(Stored items)
use crate::domain::{
    self, BorrowBook, Borrowing, BorrowingId, Fine, FineId, RenewBorrowing, ReturnBook,
};
use crate::ports::ChangeSet;

use crate::application::dependencies::ServiceDependencies;
use crate::application::errors::{CirculationError, Result};
use crate::application::lookups::{load_book, load_borrowing, load_member, load_staff};
use crate::application::retry::retry_on_conflict;

/// 返却処理の結果
#[derive(Debug, Clone, PartialEq, Eq)]
pub struct ReturnReceipt {
    pub borrowing: Borrowing,
    /// 延滞金を課した場合の台帳レコード
    pub fine: Option<Fine>,
    pub days_late: u32,
}

/// コピーを貸し出す
///
/// ビジネスルール：
/// - 会員・書籍・職員が存在すること
/// - 会員が有効で、会員証が期限内、未払いの延滞金がなく、貸出中が5冊未満であること
/// - コピーがAvailableであること
///
/// 会員自身の予約待ちがあれば受取済みにする。
/// 貸出・会員・書籍・予約の更新は1つの ChangeSet としてまとめてコミットする。
/// 他の貸出と競合した場合は、読み込みからやり直す。
pub async fn borrow_book(deps: &ServiceDependencies, cmd: BorrowBook) -> Result<Borrowing> {
    retry_on_conflict("borrow_book", || try_borrow_book(deps, &cmd)).await
}

async fn try_borrow_book(deps: &ServiceDependencies, cmd: &BorrowBook) -> Result<Borrowing> {
    // 1. 関係するドキュメントを取得
    let (member, book, staff, open_reservations, last_id) = futures::try_join!(
        load_member(deps, cmd.member_id),
        load_book(deps, cmd.book_id),
        load_staff(deps, cmd.staff_id),
        async {
            deps.reservations
                .find_open(cmd.member_id, cmd.book_id)
                .await
                .map_err(CirculationError::StoreError)
        },
        async {
            deps.borrowings
                .last_id()
                .await
                .map_err(CirculationError::StoreError)
        },
    )?;

    // 2. 採番
    let borrowing_id = BorrowingId::next_after(last_id.as_ref());

    // 3. ドメイン層の純粋関数を呼び出し
    let checkout = domain::borrowing::borrow_copy(
        borrowing_id,
        &member,
        &book,
        &staff,
        &open_reservations,
        cmd,
    )?;

    // 4. まとめてコミット（読み込んだ状態から変わっていれば競合）
    let changes = ChangeSet::new()
        .insert_borrowing(checkout.borrowing.clone())
        .update_member(&member, checkout.member)
        .update_book(&book, checkout.book)
        .update_reservations(&open_reservations, checkout.claimed_reservations);
    deps.unit_of_work.commit(changes).await?;

    tracing::info!(
        borrowing_id = %checkout.event.borrowing_id,
        member_id = %checkout.event.member_id,
        copy_id = %checkout.event.copy_id,
        due_date = %checkout.event.due_date,
        claimed = checkout.event.claimed_reservations.len(),
        "Book borrowed"
    );

    Ok(checkout.borrowing)
}

/// 貸出中のコピーを返却する
///
/// 延滞していれば1日あたり5000の延滞金を課し、台帳に記録する。
/// 手動の延滞金が指定されていれば加算する。
pub async fn return_book(deps: &ServiceDependencies, cmd: ReturnBook) -> Result<ReturnReceipt> {
    retry_on_conflict("return_book", || try_return_book(deps, &cmd)).await
}

async fn try_return_book(deps: &ServiceDependencies, cmd: &ReturnBook) -> Result<ReturnReceipt> {
    let borrowing = load_borrowing(deps, &cmd.borrowing_id).await?;

    let (member, book, staff) = futures::try_join!(
        load_member(deps, borrowing.member.member_id),
        load_book(deps, borrowing.copy.book.book_id),
        load_staff(deps, cmd.staff_id),
    )?;

    let checkin = domain::borrowing::return_copy(
        &borrowing,
        &member,
        &book,
        &staff,
        FineId::new(),
        cmd,
    )?;

    let changes = ChangeSet::new()
        .update_borrowing(&borrowing, checkin.borrowing.clone())
        .update_member(&member, checkin.member)
        .update_book(&book, checkin.book)
        .insert_fines(checkin.fine.clone());
    deps.unit_of_work.commit(changes).await?;

    let event = checkin.event;
    if event.was_overdue() {
        tracing::warn!(
            borrowing_id = %event.borrowing_id,
            member_id = %event.member_id,
            days_late = event.days_late,
            fine = %event.fine_amount,
            "Book returned late"
        );
    } else {
        tracing::info!(
            borrowing_id = %event.borrowing_id,
            member_id = %event.member_id,
            fine = %event.fine_amount,
            copy_status = ?event.copy_status,
            "Book returned"
        );
    }

    Ok(ReturnReceipt {
        borrowing: checkin.borrowing,
        fine: checkin.fine,
        days_late: event.days_late,
    })
}

/// 貸出を更新する
///
/// その書籍に予約待ちがある場合は更新できない。
pub async fn renew_borrowing(deps: &ServiceDependencies, cmd: RenewBorrowing) -> Result<Borrowing> {
    retry_on_conflict("renew_borrowing", || try_renew_borrowing(deps, &cmd)).await
}

async fn try_renew_borrowing(deps: &ServiceDependencies, cmd: &RenewBorrowing) -> Result<Borrowing> {
    let borrowing = load_borrowing(deps, &cmd.borrowing_id).await?;
    let book_id = borrowing.copy.book.book_id;

    let (member, has_waiting) = futures::try_join!(
        load_member(deps, borrowing.member.member_id),
        async {
            deps.reservations
                .has_waiting(book_id)
                .await
                .map_err(CirculationError::StoreError)
        },
    )?;

    let renewal = domain::borrowing::renew_borrowing(&borrowing, &member, has_waiting, cmd)?;

    let changes = ChangeSet::new()
        .update_borrowing(&borrowing, renewal.borrowing.clone())
        .update_member(&member, renewal.member);
    deps.unit_of_work.commit(changes).await?;

    tracing::info!(
        borrowing_id = %renewal.event.borrowing_id,
        new_due_date = %renewal.event.new_due_date,
        renewal_count = renewal.event.renewal_count,
        "Borrowing renewed"
    );

    Ok(renewal.borrowing)
}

> _Exercise requirements_
Print every line of the records above without a single difference.

> _Result of this task_
use crate::domain::{
    self, BorrowBook, Borrowing, BorrowingId, Fine, FineId, RenewBorrowing, ReturnBook,
};
use crate::ports::ChangeSet;

use crate::application::dependencies::ServiceDependencies;
use crate::application::errors::{CirculationError, Result};
use crate::application::lookups::{load_book, load_borrowing, load_member, load_staff};
use crate::application::retry::retry_on_conflict;

/// 返却処理の結果
#[derive(Debug, Clone, PartialEq, Eq)]
pub struct ReturnReceipt {
    pub borrowing: Borrowing,
    /// 延滞金を課した場合の台帳レコード
    pub fine: Option<Fine>,
    pub days_late: u32,
}

/// コピーを貸し出す
///
/// ビジネスルール：
/// - 会員・書籍・職員が存在すること
/// - 会員が有効で、会員証が期限内、未払いの延滞金がなく、貸出中が5冊未満であること
/// - コピーがAvailableであること
///
/// 会員自身の予約待ちがあれば受取済みにする。
/// 貸出・会員・書籍・予約の更新は1つの ChangeSet としてまとめてコミットする。
/// 他の貸出と競合した場合は、読み込みからやり直す。
pub async fn borrow_book(deps: &ServiceDependencies, cmd: BorrowBook) -> Result<Borrowing> {
    retry_on_conflict("borrow_book", || try_borrow_book(deps, &cmd)).await
}

async fn try_borrow_book(deps: &ServiceDependencies, cmd: &BorrowBook) -> Result<Borrowing> {
    // 1. 関係するドキュメントを取得
    let (member, book, staff, open_reservations, last_id) = futures::try_join!(
        load_member(deps, cmd.member_id),
        load_book(deps, cmd.book_id),
        load_staff(deps, cmd.staff_id),
        async {
            deps.reservations
                .find_open(cmd.member_id, cmd.book_id)
                .await
                .map_err(CirculationError::StoreError)
        },
        async {
            deps.borrowings
                .last_id()
                .await
                .map_err(CirculationError::StoreError)
        },
    )?;

    // 2. 採番
    let borrowing_id = BorrowingId::next_after(last_id.as_ref());

    // 3. ドメイン層の純粋関数を呼び出し
    let checkout = domain::borrowing::borrow_copy(
        borrowing_id,
        &member,
        &book,
        &staff,
        &open_reservations,
        cmd,
    )?;

    // 4. まとめてコミット（読み込んだ状態から変わっていれば競合）
    let changes = ChangeSet::new()
        .insert_borrowing(checkout.borrowing.clone())
        .update_member(&member, checkout.member)
        .update_book(&book, checkout.book)
        .update_reservations(&open_reservations, checkout.claimed_reservations);
    deps.unit_of_work.commit(changes).await?;

    tracing::info!(
        borrowing_id = %checkout.event.borrowing_id,
        member_id = %checkout.event.member_id,
        copy_id = %checkout.event.copy_id,
        due_date = %checkout.event.due_date,
        claimed = checkout.event.claimed_reservations.len(),
        "Book borrowed"
    );

    Ok(checkout.borrowing)
}

/// 貸出中のコピーを返却する
///
/// 延滞していれば1日あたり5000の延滞金を課し、台帳に記録する。
/// 手動の延滞金が指定されていれば加算する。
pub async fn return_book(deps: &ServiceDependencies, cmd: ReturnBook) -> Result<ReturnReceipt> {
    retry_on_conflict("return_book", || try_return_book(deps, &cmd)).await
}

async fn try_return_book(deps: &ServiceDependencies, cmd: &ReturnBook) -> Result<ReturnReceipt> {
    let borrowing = load_borrowing(deps, &cmd.borrowing_id).await?;

    let (member, book, staff) = futures::try_join!(
        load_member(deps, borrowing.member.member_id),
        load_book(deps, borrowing.copy.book.book_id),
        load_staff(deps, cmd.staff_id),
    )?;

    let checkin = domain::borrowing::return_copy(
        &borrowing,
        &member,
        &book,
        &staff,
        FineId::new(),
        cmd,
    )?;

    let changes = ChangeSet::new()
        .update_borrowing(&borrowing, checkin.borrowing.clone())
        .update_member(&member, checkin.member)
        .update_book(&book, checkin.book)
        .insert_fines(checkin.fine.clone());
    deps.unit_of_work.commit(changes).await?;

    let event = checkin.event;
    if event.was_overdue() {
        tracing::warn!(
            borrowing_id = %event.borrowing_id,
            member_id = %event.member_id,
            days_late = event.days_late,
            fine = %event.fine_amount,
            "Book returned late"
        );
    } else {
        tracing::info!(
            borrowing_id = %event.borrowing_id,
            member_id = %event.member_id,
            fine = %event.fine_amount,
            copy_status = ?event.copy_status,
            "Book returned"
        );
    }

    Ok(ReturnReceipt {
        borrowing: checkin.borrowing,
        fine: checkin.fine,
        days_late: event.days_late,
    })
}

/// 貸出を更新する
///
/// その書籍に予約待ちがある場合は更新できない。
pub async fn renew_borrowing(deps: &ServiceDependencies, cmd: RenewBorrowing) -> Result<Borrowing> {
    retry_on_conflict("renew_borrowing", || try_renew_borrowing(deps, &cmd)).await
}

async fn try_renew_borrowing(deps: &ServiceDependencies, cmd: &RenewBorrowing) -> Result<Borrowing> {
    let borrowing = load_borrowing(deps, &cmd.borrowing_id).await?;
    let book_id = borrowing.copy.book.book_id;

    let (member, has_waiting) = futures::try_join!(
        load_member(deps, borrowing.member.member_id),
        async {
            deps.reservations
                .has_waiting(book_id)
                .await
                .map_err(CirculationError::StoreError)
        },
    )?;

    let renewal = domain::borrowing::renew_borrowing(&borrowing, &member, has_waiting, cmd)?;

    let changes = ChangeSet::new()
        .update_borrowing(&borrowing, renewal.borrowing.clone())
        .update_member(&member, renewal.member);
    deps.unit_of_work.commit(changes).await?;

    tracing::info!(
        borrowing_id = %renewal.event.borrowing_id,
        new_due_date = %renewal.event.new_due_date,
        renewal_count = renewal.event.renewal_count,
        "Borrowing renewed"
    );

    Ok(renewal.borrowing)
}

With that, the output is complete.